<<<<
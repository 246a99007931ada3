//! Core data model for searches, articles, citation data, and scores.

mod article;
mod score;

pub use article::{Article, ArticleBuilder, CitationHistoryPoint, CitationSnapshot};
pub use score::{RawScoreEntry, ScoreRecord};

use chrono::{DateTime, Utc};
use serde::{Deserialize, Serialize};
use uuid::Uuid;

/// Cluster label assigned to points no density-based cluster claims.
pub const NOISE_LABEL: i32 = -1;

/// A literature search as entered by a user.
///
/// A search is immutable after creation. Articles are attached to it via the
/// storage layer, and each completed scoring run produces a [`ScoreRecord`]
/// for it; the most recent record is the search's current score.
#[derive(Debug, Clone, Serialize, Deserialize, PartialEq)]
pub struct Search {
    /// Unique identifier for the search
    pub id: Uuid,

    /// Free-text description of the research idea
    pub idea_text: String,

    /// The keyword query submitted to the literature source
    pub keyword_text: String,

    /// Maximum number of results requested from the literature source
    pub max_results: usize,

    /// When the search was created
    pub created_at: DateTime<Utc>,
}

impl Search {
    /// Create a new search with a fresh id and the current timestamp.
    pub fn new(
        idea_text: impl Into<String>,
        keyword_text: impl Into<String>,
        max_results: usize,
    ) -> Self {
        Self {
            id: Uuid::new_v4(),
            idea_text: idea_text.into(),
            keyword_text: keyword_text.into(),
            max_results,
            created_at: Utc::now(),
        }
    }
}

/// An embedding vector owned by an article.
///
/// `cluster_label` is `None` until a clustering pass has run; `-1`
/// ([`NOISE_LABEL`]) marks points DBSCAN left unclustered. Labels are only
/// valid until the next full clustering pass replaces them.
#[derive(Debug, Clone, Serialize, Deserialize, PartialEq)]
pub struct ArticleEmbedding {
    /// External id of the owning article
    pub article_id: String,

    /// The dense embedding vector
    pub vector: Vec<f32>,

    /// Topic cluster label from the most recent clustering pass
    pub cluster_label: Option<i32>,
}

impl ArticleEmbedding {
    /// Create an unlabeled embedding for an article.
    pub fn new(article_id: impl Into<String>, vector: Vec<f32>) -> Self {
        Self {
            article_id: article_id.into(),
            vector,
            cluster_label: None,
        }
    }
}

/// The label → article assignment produced by one clustering pass.
#[derive(Debug, Clone, Serialize, Deserialize, PartialEq)]
pub struct ClusterAssignment {
    /// External id of the article
    pub article_id: String,

    /// Assigned cluster label, [`NOISE_LABEL`] for noise points
    pub label: i32,
}

/// A topic cluster produced by a full clustering pass.
///
/// Clusters are rebuilt from scratch on every pass; rows from a previous
/// pass are replaced wholesale, never updated in place.
#[derive(Debug, Clone, Serialize, Deserialize, PartialEq)]
pub struct TopicCluster {
    /// Cluster label (non-negative; noise points never form a cluster)
    pub label: i32,

    /// Mean vector of the member embeddings
    pub centroid: Vec<f32>,

    /// Number of member articles
    pub member_count: usize,

    /// Mean forecasted citation velocity over the members
    pub aggregate_velocity: f64,

    /// When this cluster row was built
    pub last_updated: DateTime<Utc>,
}

#[cfg(test)]
mod tests {
    use super::*;

    #[test]
    fn search_new_assigns_unique_ids() {
        let a = Search::new("idea", "keywords", 20);
        let b = Search::new("idea", "keywords", 20);
        assert_ne!(a.id, b.id);
        assert_eq!(a.max_results, 20);
    }

    #[test]
    fn embedding_starts_unlabeled() {
        let e = ArticleEmbedding::new("pmid-1", vec![0.1, 0.2]);
        assert_eq!(e.cluster_label, None);
    }
}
>>>>
## Task description:
Copy every entry exactly, missing none.

## Expected output:
repository 246a99007931ada3
//! Core data model for searches, articles, citation data, and scores.

mod article;
mod score;

pub use article::{Article, ArticleBuilder, CitationHistoryPoint, CitationSnapshot};
pub use score::{RawScoreEntry, ScoreRecord};

use chrono::{DateTime, Utc};
use serde::{Deserialize, Serialize};
use uuid::Uuid;

/// Cluster label assigned to points no density-based cluster claims.
pub const NOISE_LABEL: i32 = -1;

/// A literature search as entered by a user.
///
/// A search is immutable after creation. Articles are attached to it via the
/// storage layer, and each completed scoring run produces a [`ScoreRecord`]
/// for it; the most recent record is the search's current score.
#[derive(Debug, Clone, Serialize, Deserialize, PartialEq)]
pub struct Search {
    /// Unique identifier for the search
    pub id: Uuid,

    /// Free-text description of the research idea
    pub idea_text: String,

    /// The keyword query submitted to the literature source
    pub keyword_text: String,

    /// Maximum number of results requested from the literature source
    pub max_results: usize,

    /// When the search was created
    pub created_at: DateTime<Utc>,
}

impl Search {
    /// Create a new search with a fresh id and the current timestamp.
    pub fn new(
        idea_text: impl Into<String>,
        keyword_text: impl Into<String>,
        max_results: usize,
    ) -> Self {
        Self {
            id: Uuid::new_v4(),
            idea_text: idea_text.into(),
            keyword_text: keyword_text.into(),
            max_results,
            created_at: Utc::now(),
        }
    }
}

/// An embedding vector owned by an article.
///
/// `cluster_label` is `None` until a clustering pass has run; `-1`
/// ([`NOISE_LABEL`]) marks points DBSCAN left unclustered. Labels are only
/// valid until the next full clustering pass replaces them.
#[derive(Debug, Clone, Serialize, Deserialize, PartialEq)]
pub struct ArticleEmbedding {
    /// External id of the owning article
    pub article_id: String,

    /// The dense embedding vector
    pub vector: Vec<f32>,

    /// Topic cluster label from the most recent clustering pass
    pub cluster_label: Option<i32>,
}

impl ArticleEmbedding {
    /// Create an unlabeled embedding for an article.
    pub fn new(article_id: impl Into<String>, vector: Vec<f32>) -> Self {
        Self {
            article_id: article_id.into(),
            vector,
            cluster_label: None,
        }
    }
}

/// The label → article assignment produced by one clustering pass.
#[derive(Debug, Clone, Serialize, Deserialize, PartialEq)]
pub struct ClusterAssignment {
    /// External id of the article
    pub article_id: String,

    /// Assigned cluster label, [`NOISE_LABEL`] for noise points
    pub label: i32,
}

/// A topic cluster produced by a full clustering pass.
///
/// Clusters are rebuilt from scratch on every pass; rows from a previous
/// pass are replaced wholesale, never updated in place.
#[derive(Debug, Clone, Serialize, Deserialize, PartialEq)]
pub struct TopicCluster {
    /// Cluster label (non-negative; noise points never form a cluster)
    pub label: i32,

    /// Mean vector of the member embeddings
    pub centroid: Vec<f32>,

    /// Number of member articles
    pub member_count: usize,

    /// Mean forecasted citation velocity over the members
    pub aggregate_velocity: f64,

    /// When this cluster row was built
    pub last_updated: DateTime<Utc>,
}

#[cfg(test)]
mod tests {
    use super::*;

    #[test]
    fn search_new_assigns_unique_ids() {
        let a = Search::new("idea", "keywords", 20);
        let b = Search::new("idea", "keywords", 20);
        assert_ne!(a.id, b.id);
        assert_eq!(a.max_results, 20);
    }

    #[test]
    fn embedding_starts_unlabeled() {
        let e = ArticleEmbedding::new("pmid-1", vec![0.1, 0.2]);
        assert_eq!(e.cluster_label, None);
    }
}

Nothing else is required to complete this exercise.